Emergency legislation that became law in late June specifically authorized pharmacists not to require prescriptions for naloxone, which can reverse an opiate overdose and is commonly sold as Narcan nasal spray. Yet the Bangor Daily News has found that of the 15 pharmacies in Bangor, only the two Walgreens stores, on Broadway and Oak Street, sell Narcan that way.
The Walgreens chain announced in December that Maine was one of the states where it would be dispensing Narcan without a prescription, “as part of a national effort by Walgreens to make naloxone easier to obtain,” spokesman Phil Caruso said this week.
“It’s a medication that has been proved effective,” said Caruso, adding that naloxone is now available over the counter at Walgreens in 44 states. “We want to make it as easy as possible for a family member, friend or anyone to save a life. That is the first step to the road to recovery.”
Other drug stores in Maine seem to be waiting for regulations to be issued on implementation of the new law.

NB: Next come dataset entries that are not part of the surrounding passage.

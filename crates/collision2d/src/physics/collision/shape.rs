//! Closed sum type over every collider variant
//!
//! Callers that store heterogeneous colliders (a scene's static geometry, a
//! probe scenario) hold [`Shape`] values; matching on it is exhaustive, so a
//! new variant cannot be added without every query handling it.

use serde::{Deserialize, Serialize};

use super::collider::Collider;
use super::primitives::{CircleCollider, RectangleCollider};
use super::ray::{Ray, RayHit};
use crate::foundation::math::Vec2;

/// Any supported collision shape
#[derive(Debug, Clone, Copy, PartialEq, Serialize, Deserialize)]
#[serde(tag = "type", rename_all = "snake_case")]
pub enum Shape {
    /// A disc
    Circle(CircleCollider),
    /// An axis-aligned rectangle
    Rectangle(RectangleCollider),
}

impl Shape {
    /// Test if this shape overlaps another shape
    pub fn intersects(&self, other: &Shape) -> bool {
        self.collide_shape(other)
    }

    /// Nearest forward ray hit against this shape
    pub fn intersect_ray(&self, ray: &Ray) -> Option<RayHit> {
        ray.cast(self)
    }

    /// Reference position: the circle's center or the rectangle's min corner
    pub const fn position(&self) -> Vec2 {
        match self {
            Self::Circle(circle) => circle.position(),
            Self::Rectangle(rect) => rect.position(),
        }
    }

    /// Short variant name for logs
    pub const fn kind(&self) -> &'static str {
        match self {
            Self::Circle(_) => "circle",
            Self::Rectangle(_) => "rectangle",
        }
    }
}

impl Collider for Shape {
    fn collide_point(&self, point: Vec2) -> bool {
        match self {
            Self::Circle(circle) => circle.collide_point(point),
            Self::Rectangle(rect) => rect.collide_point(point),
        }
    }

    fn collide_circle(&self, other: &CircleCollider) -> bool {
        match self {
            Self::Circle(circle) => circle.collide_circle(other),
            Self::Rectangle(rect) => rect.collide_circle(other),
        }
    }

    fn collide_rectangle(&self, other: &RectangleCollider) -> bool {
        match self {
            Self::Circle(circle) => circle.collide_rectangle(other),
            Self::Rectangle(rect) => rect.collide_rectangle(other),
        }
    }
}

impl From<CircleCollider> for Shape {
    fn from(circle: CircleCollider) -> Self {
        Self::Circle(circle)
    }
}

impl From<RectangleCollider> for Shape {
    fn from(rect: RectangleCollider) -> Self {
        Self::Rectangle(rect)
    }
}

“We are keeping in touch with Maine’s Board of Pharmacy,” Erin Shield Britt, director of communication for CVS, said, adding that naloxone is available over the counter at CVS pharmacies in 41 other states. “We are pleased to see Maine moving toward allowing our shared goal of increasing access to this life-saving medication.”
Meanwhile, drug overdoses continue to claim more than twice as many people in Maine as traffic accidents.
In order to buy Narcan at Walgreens, a customer only needs to ask the pharmacist, who will register the person in the store’s computer in order to bill them before dispensing the medicine, which costs $135.99 for a two-unit kit of Narcan nasal spray. With Cigna insurance, the price drops to $40.
“This is the first time anybody has ever asked for it,” the pharmacist on duty at the Walgreens on Broadway said Tuesday.
The number of fatal overdoses in Maine jumped nearly 40 percent to 376 in 2016. The vast majority, 84 percent, were caused by opiates or in combination with an opiate. The state had 160 traffic deaths last year.